MATERIAL TO PROCESS -
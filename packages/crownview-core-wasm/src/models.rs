// This is the models module containing shared data structures
use serde::{Deserialize, Serialize};
use std::collections::BTreeMap;

use crate::error::BoundsError;

/// A `[x, y]` pair; `[lon, lat]` in geographic space, `[px, py]` in pixel space.
pub type Point = [f64; 2];

/// Ordered, implicitly closed loop of points.
pub type Ring = Vec<Point>;

/// Rectangle in longitude/latitude space.
///
/// `min_x`/`max_x` is the longitude range and `min_y`/`max_y` the latitude
/// range. The configuration document lists corners as `[lat, lon]`; use
/// [`GeographicBounds::from_lat_lon_corners`] for that ordering.
#[derive(Debug, Clone, Copy, PartialEq, Serialize, Deserialize)]
#[serde(rename_all = "camelCase")]
pub struct GeographicBounds {
    pub min_x: f64,
    pub min_y: f64,
    pub max_x: f64,
    pub max_y: f64,
}

impl GeographicBounds {
    pub fn new(min_x: f64, min_y: f64, max_x: f64, max_y: f64) -> Result<Self, BoundsError> {
        let bounds = GeographicBounds { min_x, min_y, max_x, max_y };
        bounds.validate()?;
        Ok(bounds)
    }

    /// Build from `[[minLat, minLon], [maxLat, maxLon]]`.
    pub fn from_lat_lon_corners(corners: [[f64; 2]; 2]) -> Result<Self, BoundsError> {
        let [[min_lat, min_lon], [max_lat, max_lon]] = corners;
        Self::new(min_lon, min_lat, max_lon, max_lat)
    }

    pub fn validate(&self) -> Result<(), BoundsError> {
        let values = [self.min_x, self.min_y, self.max_x, self.max_y];
        if values.iter().any(|v| !v.is_finite()) {
            return Err(BoundsError::NonFinite);
        }
        if self.min_x > self.max_x {
            return Err(BoundsError::Inverted { min: self.min_x, max: self.max_x });
        }
        if self.min_y > self.max_y {
            return Err(BoundsError::Inverted { min: self.min_y, max: self.max_y });
        }
        Ok(())
    }

    pub fn contains(&self, point: &Point) -> bool {
        point[0] >= self.min_x
            && point[0] <= self.max_x
            && point[1] >= self.min_y
            && point[1] <= self.max_y
    }
}

/// Scalar attribute value read from the dBASE table.
#[derive(Debug, Clone, PartialEq, Serialize, Deserialize)]
#[serde(untagged)]
pub enum AttributeValue {
    Null,
    Bool(bool),
    Number(f64),
    Text(String),
}

impl AttributeValue {
    pub fn as_text(&self) -> Option<&str> {
        match self {
            AttributeValue::Text(s) => Some(s.as_str()),
            _ => None,
        }
    }
}

pub type Attributes = BTreeMap<String, AttributeValue>;

/// Decoded polygon feature before clipping.
#[derive(Debug, Clone, PartialEq)]
pub struct RawFeature {
    pub rings: Vec<Ring>,
    pub attributes: Attributes,
}

/// A clipped crown outline in geographic space.
///
/// Serialises in GeoJSON geometry shape with the attribute map attached:
/// `{"type": "Polygon", "coordinates": [...], "properties": {...}}`.
/// The first ring is the outer boundary; later rings are drawn as independent
/// closed loops.
#[derive(Debug, Clone, PartialEq, Serialize, Deserialize)]
pub struct CrownPolygon {
    r#type: String,
    coordinates: Vec<Ring>,
    #[serde(default)]
    properties: Attributes,
}

impl CrownPolygon {
    pub const TYPE: &'static str = "Polygon";

    pub fn new(coordinates: Vec<Ring>, properties: Attributes) -> Self {
        CrownPolygon {
            r#type: Self::TYPE.to_string(),
            coordinates,
            properties,
        }
    }

    pub fn rings(&self) -> &[Ring] {
        &self.coordinates
    }

    pub fn properties(&self) -> &Attributes {
        &self.properties
    }
}

/// Displayed size of the image, in pixels.
#[derive(Debug, Clone, Copy, PartialEq, Serialize, Deserialize)]
pub struct ImageSize {
    pub width: f64,
    pub height: f64,
}

/// A crown projected into pixel space for one render pass.
#[derive(Debug, Clone, PartialEq, Serialize, Deserialize)]
pub struct ProjectedCrown {
    pub rings: Vec<Ring>,
    pub properties: Attributes,
}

EXERCISE DIRECTIONS - Quote verbatim the line containing "pub enum AttributeValue" and every line after it through the end of the records above.

EXERCISE ANSWER -
pub enum AttributeValue {
    Null,
    Bool(bool),
    Number(f64),
    Text(String),
}

impl AttributeValue {
    pub fn as_text(&self) -> Option<&str> {
        match self {
            AttributeValue::Text(s) => Some(s.as_str()),
            _ => None,
        }
    }
}

pub type Attributes = BTreeMap<String, AttributeValue>;

/// Decoded polygon feature before clipping.
#[derive(Debug, Clone, PartialEq)]
pub struct RawFeature {
    pub rings: Vec<Ring>,
    pub attributes: Attributes,
}

/// A clipped crown outline in geographic space.
///
/// Serialises in GeoJSON geometry shape with the attribute map attached:
/// `{"type": "Polygon", "coordinates": [...], "properties": {...}}`.
/// The first ring is the outer boundary; later rings are drawn as independent
/// closed loops.
#[derive(Debug, Clone, PartialEq, Serialize, Deserialize)]
pub struct CrownPolygon {
    r#type: String,
    coordinates: Vec<Ring>,
    #[serde(default)]
    properties: Attributes,
}

impl CrownPolygon {
    pub const TYPE: &'static str = "Polygon";

    pub fn new(coordinates: Vec<Ring>, properties: Attributes) -> Self {
        CrownPolygon {
            r#type: Self::TYPE.to_string(),
            coordinates,
            properties,
        }
    }

    pub fn rings(&self) -> &[Ring] {
        &self.coordinates
    }

    pub fn properties(&self) -> &Attributes {
        &self.properties
    }
}

/// Displayed size of the image, in pixels.
#[derive(Debug, Clone, Copy, PartialEq, Serialize, Deserialize)]
pub struct ImageSize {
    pub width: f64,
    pub height: f64,
}

/// A crown projected into pixel space for one render pass.
#[derive(Debug, Clone, PartialEq, Serialize, Deserialize)]
pub struct ProjectedCrown {
    pub rings: Vec<Ring>,
    pub properties: Attributes,
}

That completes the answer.